1 Sen. Jeff Merkley & Sen. Carl Levin, The Dodd-Frank Act Restrictions on Proprietary Trading and Conflicts of Interest: New Tools to Address Evolving Threats, 48 Harv. J. on Legis. 515, 522 ("Trading revenues at the largest banks had increased from under fifteen percent of net operating revenues in 2004 to nearly thirty percent at the start of the crisis.").
2 Id. ("[I]n the fourth quarter of 2007 losses from trading almost entirely offset positive net operating revenues from all other sources combined, with trading losses equaling nearly 250 percent of net operating revenue, devastating the capital bases of many firms.")
3 See, e.g., In the Matter of Merrill Lynch, Pierce, Fenner & Smith Incorporated, Exchange Act Release No. 63760 (Jan. 25, 2011) (The Commission fined Merrill Lynch $10 million for misusing customer order information and for charging improper mark-ups and mark-downs on riskless principal trades), available at http://www.sec.gov/litigation/admin/2011/34-63760.pdf.

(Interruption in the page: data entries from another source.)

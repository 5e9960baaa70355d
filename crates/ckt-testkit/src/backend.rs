//! Checkout server stand-in for browser-side flow tests.

use std::cell::RefCell;
use std::sync::Arc;

use async_trait::async_trait;
use tokio::sync::Notify;

use ckt_provider::dpm_checker_link;
use ckt_schemas::{CreateIntentRequest, CreateIntentResponse, MessageResponse, SubmitOrderRequest};
use ckt_session::{BackendError, CheckoutBackend};

/// Answers intent creation with a scripted response and records every
/// request. `hold_create` makes the next creation wait until released, so a
/// test can act while the request is in flight.
#[derive(Debug)]
pub struct RecordingBackend {
    create: RefCell<Result<CreateIntentResponse, BackendError>>,
    submit: RefCell<Result<MessageResponse, BackendError>>,
    intent_requests: RefCell<Vec<CreateIntentRequest>>,
    orders: RefCell<Vec<SubmitOrderRequest>>,
    gate: RefCell<Option<Arc<Notify>>>,
}

impl Default for RecordingBackend {
    fn default() -> Self {
        Self::new("pi_rec_1_secret_rec")
    }
}

impl RecordingBackend {
    pub fn new(client_secret: &str) -> Self {
        Self {
            create: RefCell::new(Ok(CreateIntentResponse {
                client_secret: client_secret.to_string(),
                dpm_checker_link: dpm_checker_link("pi_rec_1"),
            })),
            submit: RefCell::new(Ok(MessageResponse {
                message: "Order submitted successfully".to_string(),
            })),
            intent_requests: RefCell::new(Vec::new()),
            orders: RefCell::new(Vec::new()),
            gate: RefCell::new(None),
        }
    }

    pub fn fail_create(&self, err: BackendError) {
        *self.create.borrow_mut() = Err(err);
    }

    pub fn fail_submit(&self, err: BackendError) {
        *self.submit.borrow_mut() = Err(err);
    }

    /// The next `create_payment_intent` blocks until the returned handle is
    /// notified.
    pub fn hold_create(&self) -> Arc<Notify> {
        let n = Arc::new(Notify::new());
        *self.gate.borrow_mut() = Some(Arc::clone(&n));
        n
    }

    pub fn intent_requests(&self) -> Vec<CreateIntentRequest> {
        self.intent_requests.borrow().clone()
    }

    pub fn orders(&self) -> Vec<SubmitOrderRequest> {
        self.orders.borrow().clone()
    }
}

#[async_trait(?Send)]
impl CheckoutBackend for RecordingBackend {
    async fn create_payment_intent(
        &self,
        req: &CreateIntentRequest,
    ) -> Result<CreateIntentResponse, BackendError> {
        self.intent_requests.borrow_mut().push(req.clone());
        let gate = self.gate.borrow_mut().take();
        if let Some(g) = gate {
            g.notified().await;
        }
        self.create.borrow().clone()
    }

    async fn submit_order(&self, req: &SubmitOrderRequest) -> Result<MessageResponse, BackendError> {
        self.orders.borrow_mut().push(req.clone());
        self.submit.borrow().clone()
    }
}
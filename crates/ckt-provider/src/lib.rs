//! ckt-provider
//!
//! Server-side boundary to the payment provider.
//!
//! - [`PaymentProvider`]: the two calls the server makes (create, retrieve).
//! - [`StripeProvider`]: REST implementation (form-encoded POST, bearer auth).
//!
//! The secret key lives only inside the provider value and is redacted from
//! `Debug`. Errors never include it.

use std::fmt;

use async_trait::async_trait;
use serde::Deserialize;
use tracing::debug;

use ckt_schemas::IntentStatus;

pub const DEFAULT_API_BASE: &str = "https://api.stripe.com";

// ---------------------------------------------------------------------------
// Types
// ---------------------------------------------------------------------------

/// Result of creating an intent: the id stays server-side, the client
/// secret goes to the browser.
#[derive(Debug, Clone, PartialEq, Eq)]
pub struct CreatedIntent {
    pub id: String,
    pub client_secret: String,
}

/// Authoritative intent record, fetched server-side.
#[derive(Debug, Clone, PartialEq, Eq)]
pub struct IntentRecord {
    pub id: String,
    pub status: IntentStatus,
    pub amount: i64,
    pub currency: String,
}

/// Provider diagnostics link shown next to the payment form.
pub fn dpm_checker_link(intent_id: &str) -> String {
    format!(
        "https://dashboard.stripe.com/settings/payment_methods/review?transaction_id={intent_id}"
    )
}

// ---------------------------------------------------------------------------
// Error type
// ---------------------------------------------------------------------------

#[derive(Debug)]
pub enum ProviderError {
    /// Network or transport failure.
    Transport(String),
    /// The provider rejected the request.
    Api {
        status: u16,
        code: Option<String>,
        message: String,
    },
    /// A response payload could not be decoded.
    Decode(String),
    /// Caller passed something the provider would reject anyway.
    InvalidRequest(String),
}

impl ProviderError {
    /// `true` when the provider answered 404 for the requested object.
    pub fn is_not_found(&self) -> bool {
        matches!(self, ProviderError::Api { status: 404, .. })
    }
}

impl fmt::Display for ProviderError {
    fn fmt(&self, f: &mut fmt::Formatter<'_>) -> fmt::Result {
        match self {
            ProviderError::Transport(msg) => write!(f, "transport error: {msg}"),
            ProviderError::Api {
                status,
                code: Some(c),
                message,
            } => write!(f, "provider api error status={status} code={c}: {message}"),
            ProviderError::Api {
                status,
                code: None,
                message,
            } => write!(f, "provider api error status={status}: {message}"),
            ProviderError::Decode(msg) => write!(f, "decode error: {msg}"),
            ProviderError::InvalidRequest(msg) => write!(f, "invalid request: {msg}"),
        }
    }
}

impl std::error::Error for ProviderError {}

// ---------------------------------------------------------------------------
// Provider trait
// ---------------------------------------------------------------------------

/// Server-side payment provider contract.
///
/// Object-safe so the daemon can hold an `Arc<dyn PaymentProvider>` and tests
/// can swap in a fake.
#[async_trait]
pub trait PaymentProvider: Send + Sync {
    fn name(&self) -> &'static str;

    /// Create an intent for `amount` minor units of `currency`, with
    /// provider-managed payment methods enabled.
    async fn create_intent(&self, amount: i64, currency: &str)
        -> Result<CreatedIntent, ProviderError>;

    async fn retrieve_intent(&self, id: &str) -> Result<IntentRecord, ProviderError>;
}

// ---------------------------------------------------------------------------
// Stripe REST implementation
// ---------------------------------------------------------------------------

pub struct StripeProvider {
    secret_key: String,
    http: reqwest::Client,
    base_url: String,
}

impl fmt::Debug for StripeProvider {
    fn fmt(&self, f: &mut fmt::Formatter<'_>) -> fmt::Result {
        f.debug_struct("StripeProvider")
            .field("secret_key", &"<REDACTED>")
            .field("base_url", &self.base_url)
            .finish()
    }
}

impl StripeProvider {
    pub fn new(secret_key: String) -> Self {
        Self::new_with_base_url(secret_key, DEFAULT_API_BASE.to_string())
    }

    pub fn new_with_base_url(secret_key: String, base_url: String) -> Self {
        Self {
            secret_key,
            http: reqwest::Client::new(),
            base_url,
        }
    }

    fn intents_url(&self) -> String {
        format!("{}/v1/payment_intents", self.base_url.trim_end_matches('/'))
    }

    async fn decode<T: for<'de> Deserialize<'de>>(
        resp: reqwest::Response,
    ) -> Result<T, ProviderError> {
        let status = resp.status();
        let body = resp
            .text()
            .await
            .map_err(|e| ProviderError::Transport(e.to_string()))?;

        if !status.is_success() {
            let (code, message) = match serde_json::from_str::<StripeErrorEnvelope>(&body) {
                Ok(env) => (
                    env.error.code,
                    env.error.message.unwrap_or_else(|| "unknown".to_string()),
                ),
                Err(_) => (None, format!("http {}", status.as_u16())),
            };
            return Err(ProviderError::Api {
                status: status.as_u16(),
                code,
                message,
            });
        }

        serde_json::from_str(&body).map_err(|e| ProviderError::Decode(e.to_string()))
    }
}

#[async_trait]
impl PaymentProvider for StripeProvider {
    fn name(&self) -> &'static str {
        "stripe"
    }

    async fn create_intent(
        &self,
        amount: i64,
        currency: &str,
    ) -> Result<CreatedIntent, ProviderError> {
        if amount <= 0 {
            return Err(ProviderError::InvalidRequest(format!(
                "amount must be positive, got {amount}"
            )));
        }

        let amount_s = amount.to_string();
        let resp = self
            .http
            .post(self.intents_url())
            .bearer_auth(&self.secret_key)
            .form(&[
                ("amount", amount_s.as_str()),
                ("currency", currency),
                ("automatic_payment_methods[enabled]", "true"),
            ])
            .send()
            .await
            .map_err(|e| ProviderError::Transport(e.to_string()))?;

        let body: StripeIntent = Self::decode(resp).await?;
        let client_secret = body
            .client_secret
            .ok_or_else(|| ProviderError::Decode("intent has no client_secret".to_string()))?;
        debug!(intent = %body.id, amount, currency, "payment intent created");

        Ok(CreatedIntent {
            id: body.id,
            client_secret,
        })
    }

    async fn retrieve_intent(&self, id: &str) -> Result<IntentRecord, ProviderError> {
        if id.is_empty() || id.contains('/') {
            return Err(ProviderError::InvalidRequest(format!(
                "malformed intent id '{id}'"
            )));
        }

        let resp = self
            .http
            .get(format!("{}/{}", self.intents_url(), id))
            .bearer_auth(&self.secret_key)
            .send()
            .await
            .map_err(|e| ProviderError::Transport(e.to_string()))?;

        let body: StripeIntent = Self::decode(resp).await?;
        Ok(IntentRecord {
            id: body.id,
            status: IntentStatus::parse(&body.status),
            amount: body.amount,
            currency: body.currency,
        })
    }
}

#[derive(Debug, Clone, Deserialize)]
struct StripeIntent {
    id: String,
    #[serde(default)]
    client_secret: Option<String>,
    status: String,
    #[serde(default)]
    amount: i64,
    #[serde(default)]
    currency: String,
}

#[derive(Debug, Clone, Deserialize)]
struct StripeErrorEnvelope {
    error: StripeErrorBody,
}

#[derive(Debug, Clone, Deserialize)]
struct StripeErrorBody {
    #[serde(default)]
    code: Option<String>,
    #[serde(default)]
    message: Option<String>,
}

// ---------------------------------------------------------------------------
// Tests
// ---------------------------------------------------------------------------

#[cfg(test)]
mod tests {
    use super::*;

    #[test]
    fn dpm_link_carries_intent_id() {
        assert_eq!(
            dpm_checker_link("pi_123"),
            "https://dashboard.stripe.com/settings/payment_methods/review?transaction_id=pi_123"
        );
    }

    #[test]
    fn debug_redacts_secret_key() {
        let p = StripeProvider::new("sk_test_supersecret".to_string());
        let dbg = format!("{p:?}");
        assert!(!dbg.contains("supersecret"), "got: {dbg}");
    }

    #[test]
    fn api_error_display_includes_code() {
        let e = ProviderError::Api {
            status: 402,
            code: Some("card_declined".to_string()),
            message: "Your card was declined.".to_string(),
        };
        assert_eq!(
            e.to_string(),
            "provider api error status=402 code=card_declined: Your card was declined."
        );
        assert!(!e.is_not_found());
    }

    #[tokio::test]
    async fn non_positive_amount_is_rejected_before_any_call() {
        let p = StripeProvider::new_with_base_url("sk".to_string(), "http://127.0.0.1:1".to_string());
        assert!(matches!(
            p.create_intent(0, "usd").await,
            Err(ProviderError::InvalidRequest(_))
        ));
    }
}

4 Statement of Paul A. Volcker Before the Committee on Banking, Housing, and Urban Affairs of the United States Senate, at 1-2 (Feb. 2, 2010), available at http://banking.senate.gov/public/index.cfm?FuseAction=Files.View&FileStore_id=ec787c56-dbd2-4498-bbbd-ddd23b58c1c4.

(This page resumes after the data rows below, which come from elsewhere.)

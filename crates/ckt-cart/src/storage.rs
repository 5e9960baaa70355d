//! Client-local key/value storage seam.
//!
//! In the browser this is `window.localStorage`; everywhere else
//! [`MemoryStorage`] stands in. Handles are cheap clones of one shared store,
//! so the cart and the payment session can see the same data.

use std::cell::RefCell;
use std::collections::BTreeMap;
use std::fmt;
use std::rc::Rc;

#[derive(Debug, Clone, PartialEq, Eq)]
pub struct StorageError(pub String);

impl fmt::Display for StorageError {
    fn fmt(&self, f: &mut fmt::Formatter<'_>) -> fmt::Result {
        write!(f, "client storage error: {}", self.0)
    }
}

impl std::error::Error for StorageError {}

pub trait ClientStorage {
    fn get_item(&self, key: &str) -> Option<String>;
    fn set_item(&self, key: &str, value: &str) -> Result<(), StorageError>;
    fn remove_item(&self, key: &str);
    /// Remove every key, not only the ones this crate owns.
    fn clear(&self);
    fn keys(&self) -> Vec<String>;
}

/// In-memory store. Clones share the same map.
#[derive(Debug, Clone, Default)]
pub struct MemoryStorage {
    inner: Rc<RefCell<BTreeMap<String, String>>>,
}

impl MemoryStorage {
    pub fn new() -> Self {
        Self::default()
    }

    pub fn len(&self) -> usize {
        self.inner.borrow().len()
    }

    pub fn is_empty(&self) -> bool {
        self.inner.borrow().is_empty()
    }
}

impl ClientStorage for MemoryStorage {
    fn get_item(&self, key: &str) -> Option<String> {
        self.inner.borrow().get(key).cloned()
    }

    fn set_item(&self, key: &str, value: &str) -> Result<(), StorageError> {
        self.inner
            .borrow_mut()
            .insert(key.to_string(), value.to_string());
        Ok(())
    }

    fn remove_item(&self, key: &str) {
        self.inner.borrow_mut().remove(key);
    }

    fn clear(&self) {
        self.inner.borrow_mut().clear();
    }

    fn keys(&self) -> Vec<String> {
        self.inner.borrow().keys().cloned().collect()
    }
}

5 Dodd-Frank Wall Street Reform and Consumer Protection Act, Pub. L. 111-203 § 619 (2010).
6 For purposes of the Volcker Rule, a "banking entity" is any insured depository institution, any company that controls a depository institution, any bank holding company, and any affiliate or subsidiary of any of these entities. Dodd-Frank Wall Street Reform and Consumer Protection Act, Pub. L. 111-203 § 619(h)(1) (2010).
7 With respect to trading as a principal, banking entities may, among other things, engage in underwriting or market-making activities to the extent that these activities do not exceed the reasonably expected near term demands of clients, customers, or counterparties. Banking entities may also engage in risk-mitigating hedging. With respect to sponsoring or investing in private funds, a banking entity may do so only with respect to the provision of bona fide trust, fiduciary, or investment advisory services and only if it holds no more than a de minimus investment in the fund. Dodd-Frank Wall Street Reform and Consumer Protection Act, Pub. L. 111-203 § 619(d)(1) (2010).